REQUIREMENT:
Write out nothing except the lines running from the one containing "let mut edit" to the last line of the data, exactly as they stand.

**********

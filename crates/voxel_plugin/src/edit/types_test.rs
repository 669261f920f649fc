use super::*;

#[test]
fn falloff_curves_agree_at_endpoints() {
  for f in [BrushFalloff::Linear, BrushFalloff::Smooth, BrushFalloff::Sharp] {
    assert_eq!(f.evaluate(0.0), 1.0);
    assert_eq!(f.evaluate(1.0), 0.0);
  }
}

#[test]
fn smooth_falloff_matches_hermite_formula() {
  let t = 0.25;
  let expected = 1.0 - (3.0 * t * t - 2.0 * t * t * t);
  assert_eq!(BrushFalloff::Smooth.evaluate(t), expected);
}

#[test]
fn sharp_falloff_matches_squared_formula() {
  let t = 0.3;
  let expected = (1.0 - t) * (1.0 - t);
  assert!((BrushFalloff::Sharp.evaluate(t) - expected).abs() < 1e-12);
}

#[test]
fn falloff_clamps_outside_unit_range() {
  assert_eq!(BrushFalloff::Linear.evaluate(-1.0), 1.0);
  assert_eq!(BrushFalloff::Linear.evaluate(2.0), 0.0);
}

#[test]
fn brush_falloff_at_is_zero_outside_radius() {
  let brush = BrushParams {
    shape: BrushShape::Sphere,
    radius: 10.0,
    strength: 1.0,
    material_id: 1,
    density_delta: 100,
    falloff: BrushFalloff::Linear,
  };
  assert_eq!(brush.falloff_at(DVec3::new(11.0, 0.0, 0.0)), 0.0);
  assert!(brush.falloff_at(DVec3::ZERO) > 0.0);
}

#[test]
fn cube_brush_uses_chebyshev_distance() {
  let brush = BrushParams {
    shape: BrushShape::Cube,
    radius: 5.0,
    strength: 1.0,
    material_id: 0,
    density_delta: 0,
    falloff: BrushFalloff::Linear,
  };
  // Far along one axis only should still be inside a cube brush.
  assert!(brush.falloff_at(DVec3::new(4.9, 4.9, 4.9)) > 0.0);
  assert_eq!(brush.falloff_at(DVec3::new(5.1, 0.0, 0.0)), 0.0);
}

#[test]
fn voxel_edit_validity_checks_chunk_bounds() {
  let mut edit = VoxelEdit {
    local_position: IVec3::new(0, 0, 0),
    new_data: Voxel::AIR,
    original_data: Voxel::AIR,
    edit_mode: EditOp::Set,
    density_delta: 0,
    brush_material_id: 0,
    timestamp: 0.0,
  };
  assert!(edit.is_valid_position(32));
  edit.local_position = IVec3::new(32, 0, 0);
  assert!(!edit.is_valid_position(32));
  edit.local_position = IVec3::new(-1, 0, 0);
  assert!(!edit.is_valid_position(32));
}

#[test]
fn edit_layer_apply_get_remove_roundtrip() {
  let mut layer = EditLayer::new(IVec3::ZERO, 32);
  assert!(!layer.has_edits());
  let edit = VoxelEdit {
    local_position: IVec3::new(1, 2, 3),
    new_data: Voxel::solid(1, 0),
    original_data: Voxel::AIR,
    edit_mode: EditOp::Set,
    density_delta: 255,
    brush_material_id: 1,
    timestamp: 0.0,
  };
  layer.apply_edit(edit);
  assert!(layer.has_edits());
  assert_eq!(layer.get_edit(IVec3::new(1, 2, 3)).unwrap().new_data, edit.new_data);
  let removed = layer.remove_edit(IVec3::new(1, 2, 3));
  assert!(removed.is_some());
  assert!(!layer.has_edits(), "empty layer must never report edits");
}

#[test]
fn edit_op_wire_roundtrip() {
  for op in [EditOp::Set, EditOp::Add, EditOp::Subtract, EditOp::Paint, EditOp::Smooth] {
    assert_eq!(EditOp::from_wire(op.to_wire()), Some(op));
  }
  assert_eq!(EditOp::from_wire(200), None);
}

#[test]
fn operation_affected_chunks_is_deduplicated() {
  let mut op = EditOperation::new(1, "test", 0.0);
  let e = VoxelEdit {
    local_position: IVec3::ZERO,
    new_data: Voxel::AIR,
    original_data: Voxel::AIR,
    edit_mode: EditOp::Set,
    density_delta: 0,
    brush_material_id: 0,
    timestamp: 0.0,
  };
  op.edits.push((IVec3::new(0, 0, 0), e));
  op.edits.push((IVec3::new(0, 0, 0), e));
  op.edits.push((IVec3::new(1, 0, 0), e));
  assert_eq!(op.affected_chunks().len(), 2);
}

**********

RESPONSE:
  let mut edit = VoxelEdit {
    local_position: IVec3::new(0, 0, 0),
    new_data: Voxel::AIR,
    original_data: Voxel::AIR,
    edit_mode: EditOp::Set,
    density_delta: 0,
    brush_material_id: 0,
    timestamp: 0.0,
  };
  assert!(edit.is_valid_position(32));
  edit.local_position = IVec3::new(32, 0, 0);
  assert!(!edit.is_valid_position(32));
  edit.local_position = IVec3::new(-1, 0, 0);
  assert!(!edit.is_valid_position(32));
}

#[test]
fn edit_layer_apply_get_remove_roundtrip() {
  let mut layer = EditLayer::new(IVec3::ZERO, 32);
  assert!(!layer.has_edits());
  let edit = VoxelEdit {
    local_position: IVec3::new(1, 2, 3),
    new_data: Voxel::solid(1, 0),
    original_data: Voxel::AIR,
    edit_mode: EditOp::Set,
    density_delta: 255,
    brush_material_id: 1,
    timestamp: 0.0,
  };
  layer.apply_edit(edit);
  assert!(layer.has_edits());
  assert_eq!(layer.get_edit(IVec3::new(1, 2, 3)).unwrap().new_data, edit.new_data);
  let removed = layer.remove_edit(IVec3::new(1, 2, 3));
  assert!(removed.is_some());
  assert!(!layer.has_edits(), "empty layer must never report edits");
}

#[test]
fn edit_op_wire_roundtrip() {
  for op in [EditOp::Set, EditOp::Add, EditOp::Subtract, EditOp::Paint, EditOp::Smooth] {
    assert_eq!(EditOp::from_wire(op.to_wire()), Some(op));
  }
  assert_eq!(EditOp::from_wire(200), None);
}

#[test]
fn operation_affected_chunks_is_deduplicated() {
  let mut op = EditOperation::new(1, "test", 0.0);
  let e = VoxelEdit {
    local_position: IVec3::ZERO,
    new_data: Voxel::AIR,
    original_data: Voxel::AIR,
    edit_mode: EditOp::Set,
    density_delta: 0,
    brush_material_id: 0,
    timestamp: 0.0,
  };
  op.edits.push((IVec3::new(0, 0, 0), e));
  op.edits.push((IVec3::new(0, 0, 0), e));
  op.edits.push((IVec3::new(1, 0, 0), e));
  assert_eq!(op.affected_chunks().len(), 2);
}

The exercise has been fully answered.